Aileen A. O’Donoghue is an Associate Professor of Physics at St. Lawrence University in Canton, New York. Born in Denver, Colorado, Professor O’Donoghue graduated from Fort Lewis College in Durango, Colorado. She earned her M. S. in Astronomy at the New Mexico Institute of Mining and Technology with a study of comets at the Joint Observatory for Cometary Research and her Ph.D. with a study of galaxies at the Very Large Array Radio Telescope (VLA). She joined the faculty of St. Lawrence University in 1988 and was granted tenure in 1993. Two years later, she was a visiting professor and scientist at Cornell University, and again in 2001, where she was involved in the optical observations of galaxies. Professor O’Donoghue continued her studies at the VLA in 1997, and on sabbatical in 2001-2002, joined the Vatican Observatory Research Group in Tucson, Arizona. She serves on the board of directors of the Adirondack Public Observatory. She has also participated in the physics and cosmology group of the Science and the Spiritual Quest discussions sponsored by the Center for Theology and the Natural Sciences in Paris. A regular guest on Public Radio, Professor O’Donoghue writes for Living Faith and contributed the “Mountain Skies” column in Adirondack, the magazine of the Adirondack Mountain Club from 1991 to 2001. Professor O’Donoghue is a lay minister in the Diocese of Ogdensburg, New York. In her recently published The Sky is not a Ceiling: An Astronomer’s Faith, she explores how she lost her faith in God and found it again through her studies in science.
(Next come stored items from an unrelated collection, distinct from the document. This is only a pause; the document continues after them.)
use std::{cell::RefCell, rc::Rc};

use leptos::*;

use crate::{ScrollContainer, ScrollEdgeDetector, ScrollEdgeOptions, ScrollSubscription, Scheduler};

/// Calls back when the user scrolls a container near its top or bottom.
///
/// Used to drive infinite queries: `on_reach_bottom` fetches the next page,
/// `on_reach_top` fetches the previous one. When the top callback returns a
/// pending load, the container is nudged below the top threshold once the
/// load settles so prepended rows don't yank the view.
///
/// Example
/// ```
/// use leptos::*;
/// use leptos_query_gallery::*;
///
/// #[component]
/// fn Feed(fetch_next_page: Callback<()>) -> impl IntoView {
///     let container = create_node_ref::<html::Div>();
///
///     use_on_scroll(
///         container,
///         ScrollEdgeOptions::default()
///             .on_reach_bottom(move || fetch_next_page.call(()))
///             .bottom_offset(100.0),
///     );
///
///     view! { <div node_ref=container style="max-height: 120px; overflow: auto"></div> }
/// }
/// ```
pub fn use_on_scroll(node_ref: NodeRef<html::Div>, options: ScrollEdgeOptions) {
    cfg_if::cfg_if! {
        if #[cfg(any(feature = "hydrate", feature = "csr"))] {
            use_scroll_edges(
                move || {
                    node_ref
                        .get()
                        .map(|element| web_sys::HtmlElement::clone(&element))
                },
                crate::DomScheduler,
                options,
            );
        } else {
            let _ = (node_ref, options);
        }
    }
}

/// [`use_on_scroll`] for any [`ScrollContainer`] and [`Scheduler`].
///
/// `container` is tracked: whenever it yields a different element the old
/// listener is removed and a fresh detector is attached. Everything is
/// detached when the reactive scope is cleaned up.
pub fn use_scroll_edges<C, S>(
    container: impl Fn() -> Option<C> + 'static,
    scheduler: S,
    options: ScrollEdgeOptions,
) where
    C: ScrollContainer,
    S: Scheduler,
{
    let subscription: Rc<RefCell<Option<ScrollSubscription<C>>>> = Rc::new(RefCell::new(None));

    create_effect({
        let subscription = subscription.clone();
        move |_| {
            let previous = subscription.borrow_mut().take();
            drop(previous);

            let detector = ScrollEdgeDetector::new(scheduler.clone(), options.clone());
            let attached = detector.attach(container());
            *subscription.borrow_mut() = attached;
        }
    });

    on_cleanup(move || {
        let previous = subscription.borrow_mut().take();
        drop(previous);
    });
}

#[cfg(all(test, not(feature = "ssr")))]
mod tests {
    use std::cell::Cell;

    use super::*;
    use crate::{test_util::FakeContainer, ManualScheduler};

    #[test]
    fn follows_the_bound_element() {
        let runtime = create_runtime();
        let (element, set_element) = create_signal(None::<FakeContainer>);
        let hits = Rc::new(Cell::new(0));

        use_scroll_edges(
            move || element.get(),
            ManualScheduler::new(),
            ScrollEdgeOptions::default().on_reach_bottom({
                let hits = hits.clone();
                move || hits.set(hits.get() + 1)
            }),
        );

        let first = FakeContainer::new(400.0, 100.0);
        let second = FakeContainer::new(400.0, 100.0);

        set_element.set(Some(first.clone()));
        assert_eq!(1, first.listener_count());

        first.scroll_to(300.0);
        assert_eq!(1, hits.get());

        set_element.set(Some(second.clone()));
        assert_eq!(0, first.listener_count());
        assert_eq!(1, second.listener_count());

        first.scroll_to(300.0);
        assert_eq!(1, hits.get());

        second.scroll_to(300.0);
        assert_eq!(2, hits.get());

        set_element.set(None);
        assert_eq!(0, second.listener_count());

        runtime.dispose();
    }

    #[test]
    fn cleanup_detaches_the_listener() {
        let runtime = create_runtime();
        let (mounted, set_mounted) = create_signal(true);
        let container = FakeContainer::new(400.0, 100.0);
        let hits = Rc::new(Cell::new(0));

        create_effect({
            let container = container.clone();
            let hits = hits.clone();
            move |_| {
                if mounted.get() {
                    let container = container.clone();
                    use_scroll_edges(
                        move || Some(container.clone()),
                        ManualScheduler::new(),
                        ScrollEdgeOptions::default().on_reach_bottom({
                            let hits = hits.clone();
                            move || hits.set(hits.get() + 1)
                        }),
                    );
                }
            }
        });
        assert_eq!(1, container.listener_count());

        container.scroll_to(300.0);
        assert_eq!(1, hits.get());

        // Re-running the effect disposes everything the previous run created.
        set_mounted.set(false);
        assert_eq!(0, container.listener_count());

        container.scroll_to(300.0);
        assert_eq!(1, hits.get());

        runtime.dispose();
    }

    #[test]
    fn unbound_element_registers_nothing() {
        let runtime = create_runtime();
        let hits = Rc::new(Cell::new(0));

        use_scroll_edges(
            || None::<FakeContainer>,
            ManualScheduler::new(),
            ScrollEdgeOptions::default().on_reach_top({
                let hits = hits.clone();
                move || hits.set(hits.get() + 1)
            }),
        );

        assert_eq!(0, hits.get());
        runtime.dispose();
    }
}
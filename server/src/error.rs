//! Error types.

use axum::{
    http::StatusCode,
    response::{IntoResponse, Response},
};

/// Failures starting or running the server.
#[derive(Debug, thiserror::Error)]
pub enum ServerError {
    /// The listener could not be bound.
    #[error("failed to bind {addr}")]
    Bind {
        /// Address we tried to bind.
        addr: String,
        /// Underlying I/O failure.
        #[source]
        source: std::io::Error,
    },
    /// The server stopped with an I/O error.
    #[error("server error")]
    Serve(#[from] std::io::Error),
}

/// Failures a handler reports to the client.
///
/// The bodies are the plain strings the gallery pages display.
#[derive(Debug, thiserror::Error, PartialEq, Eq)]
pub enum ApiError {
    /// No resource with that id.
    #[error("Not found")]
    NotFound,
    /// The client asked for a failure.
    #[error("error")]
    BadRequest,
    /// Deliberate failure to exercise client retries.
    #[error("Error")]
    Flaky,
    /// A store mutex was poisoned by a panicking handler.
    #[error("store unavailable")]
    StoreUnavailable,
}

impl ApiError {
    /// HTTP status for this error.
    pub fn status(&self) -> StatusCode {
        match self {
            ApiError::NotFound => StatusCode::NOT_FOUND,
            ApiError::BadRequest => StatusCode::BAD_REQUEST,
            ApiError::Flaky | ApiError::StoreUnavailable => StatusCode::INTERNAL_SERVER_ERROR,
        }
    }
}

impl IntoResponse for ApiError {
    fn into_response(self) -> Response {
        if self == ApiError::StoreUnavailable {
            tracing::error!("Store lock poisoned");
        }
        (self.status(), self.to_string()).into_response()
    }
}

/// Result type for handlers.
pub type ApiResult<T> = Result<T, ApiError>;
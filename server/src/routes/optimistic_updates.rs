use axum::{
    extract::{Query, State},
    routing::{get, post},
    Json, Router,
};
use serde::Deserialize;

use crate::{
    error::{ApiError, ApiResult},
    state::AppState,
};

#[derive(Debug, Deserialize)]
pub struct NewTodo {
    title: String,
}

#[derive(Debug, Default, Deserialize)]
#[serde(rename_all = "camelCase")]
pub struct AddParams {
    return_error: Option<String>,
}

pub fn router() -> Router<AppState> {
    Router::new()
        .route("/clear", post(clear))
        .route("/", get(list).post(add))
}

async fn clear(State(state): State<AppState>) -> ApiResult<&'static str> {
    state.todos.reset()?;
    tracing::debug!("Reset todos");
    Ok("ok")
}

/// `?returnError=true` makes the mutation fail so the client rolls back.
async fn add(
    State(state): State<AppState>,
    Query(params): Query<AddParams>,
    Json(todo): Json<NewTodo>,
) -> ApiResult<&'static str> {
    state.latency.sleep(2.0).await;

    if params.return_error.as_deref() == Some("true") {
        return Err(ApiError::BadRequest);
    }

    let count = state.todos.push(todo.title)?;
    tracing::debug!(count, "Added todo");
    Ok("ok")
}

/// Slow only once the list holds more than the default todo.
async fn list(State(state): State<AppState>) -> ApiResult<Json<Vec<String>>> {
    let todos = state.todos.list()?;
    if todos.len() > 1 {
        state.latency.sleep(2.0).await;
    }
    Ok(Json(todos))
}
use axum::{
    extract::{Path, State},
    routing::get,
    Json, Router,
};
use serde::Serialize;

use crate::{
    error::{ApiError, ApiResult},
    state::AppState,
};

#[derive(Debug, Clone, Copy, Serialize)]
#[serde(rename_all = "camelCase")]
pub struct Movie {
    id: i64,
    title: &'static str,
    director: &'static str,
    release_date: &'static str,
    synopsis: &'static str,
}

#[derive(Debug, Serialize)]
#[serde(rename_all = "camelCase")]
pub struct MovieSummary {
    id: i64,
    title: &'static str,
    release_date: &'static str,
}

const MOVIES: [Movie; 2] = [
    Movie {
        id: 1,
        title: "Dr. Strangelove",
        director: "Stanley Kubrick",
        release_date: "2/29/1964",
        synopsis: "An American general puts the world on the verge of catastrophe when he orders an attack on the Soviet Union. Soon, a war council tries to put a stop to it before it is too late.",
    },
    Movie {
        id: 2,
        title: "12 Angry Men",
        director: "Sidney Lumet",
        release_date: "11/4/1958",
        synopsis: "An eighteen-year-old Latino is accused of having stabbed his father to death. He is presented in a courtroom before a twelve-man jury. Eleven out of the twelve men vote guilty, except for Mr. Davis.",
    },
];

pub fn router() -> Router<AppState> {
    Router::new()
        .route("/", get(list))
        .route("/:id", get(detail))
}

async fn list() -> Json<Vec<MovieSummary>> {
    Json(
        MOVIES
            .iter()
            .map(|movie| MovieSummary {
                id: movie.id,
                title: movie.title,
                release_date: movie.release_date,
            })
            .collect(),
    )
}

async fn detail(State(state): State<AppState>, Path(id): Path<i64>) -> ApiResult<Json<Movie>> {
    state.latency.sleep(2.5).await;
    MOVIES
        .iter()
        .find(|movie| movie.id == id)
        .copied()
        .map(Json)
        .ok_or(ApiError::NotFound)
}

#[cfg(test)]
mod tests {
    use axum::http::StatusCode;

    use crate::routes::test_support::*;

    #[tokio::test]
    async fn list_omits_details() {
        let movies = send_json(&state(), get("/placeholder-data")).await;
        assert_eq!(2, movies.as_array().unwrap().len());
        assert_eq!("Dr. Strangelove", movies[0]["title"]);
        assert_eq!("2/29/1964", movies[0]["releaseDate"]);
        assert!(movies[0].get("synopsis").is_none());
    }

    #[tokio::test]
    async fn detail_includes_the_director() {
        let movie = send_json(&state(), get("/placeholder-data/2")).await;
        assert_eq!("Sidney Lumet", movie["director"]);
    }

    #[tokio::test]
    async fn unknown_movie_is_not_found() {
        let (status, body) = send(&state(), get("/placeholder-data/3")).await;
        assert_eq!(StatusCode::NOT_FOUND, status);
        assert_eq!("Not found", body);
    }
}
use axum::{routing::get, Json, Router};
use serde::Serialize;

use crate::state::AppState;

use super::time_label;

#[derive(Debug, Serialize)]
pub struct Tracked {
    title: &'static str,
    description: String,
}

pub fn router() -> Router<AppState> {
    Router::new().route("/", get(respond))
}

async fn respond() -> Json<Tracked> {
    Json(Tracked {
        title: "This is the title",
        description: format!("Now is {}", time_label()),
    })
}

#[cfg(test)]
mod tests {
    use crate::routes::test_support::*;

    #[tokio::test]
    async fn description_changes_with_time() {
        let tracked = send_json(&state(), get("/tracked-properties")).await;
        assert_eq!("This is the title", tracked["title"]);
        assert!(tracked["description"]
            .as_str()
            .unwrap()
            .starts_with("Now is "));
    }
}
David Ruel Foster has taught philosophy in Seton Hall University’s School of Theology since 1987. Currently he is the director of Seton Hall’s Center for Vocation and Servant Leadership. He earned his doctorate from The Catholic University of America and his baccalaureate from Notre Dame University. He also earned an STB in theology from the Dominican House of Studies in 1980. His doctoral dissertation studied St. Thomas’ arguments for the immateriality of the intellect. In a dozen articles and reviews, he has focused on the problems of metaphysical structure and the philosophy of person. As chairman of the American Catholic Philosophical Association Committee on Priestly Formation, David Foster has hosted regular meetings on the philosophy curriculum in seminaries. To this end he has published articles on how theology uses philosophy and the recent history of philosophy in seminaries. In 2003 he co-edited The Two Wings of Catholic Thought: Essays on Fides et Ratio, with Father Joseph Koterski, S. J. of Fordham University. He is currently editing a volume entitled The Vocation of a Catholic University.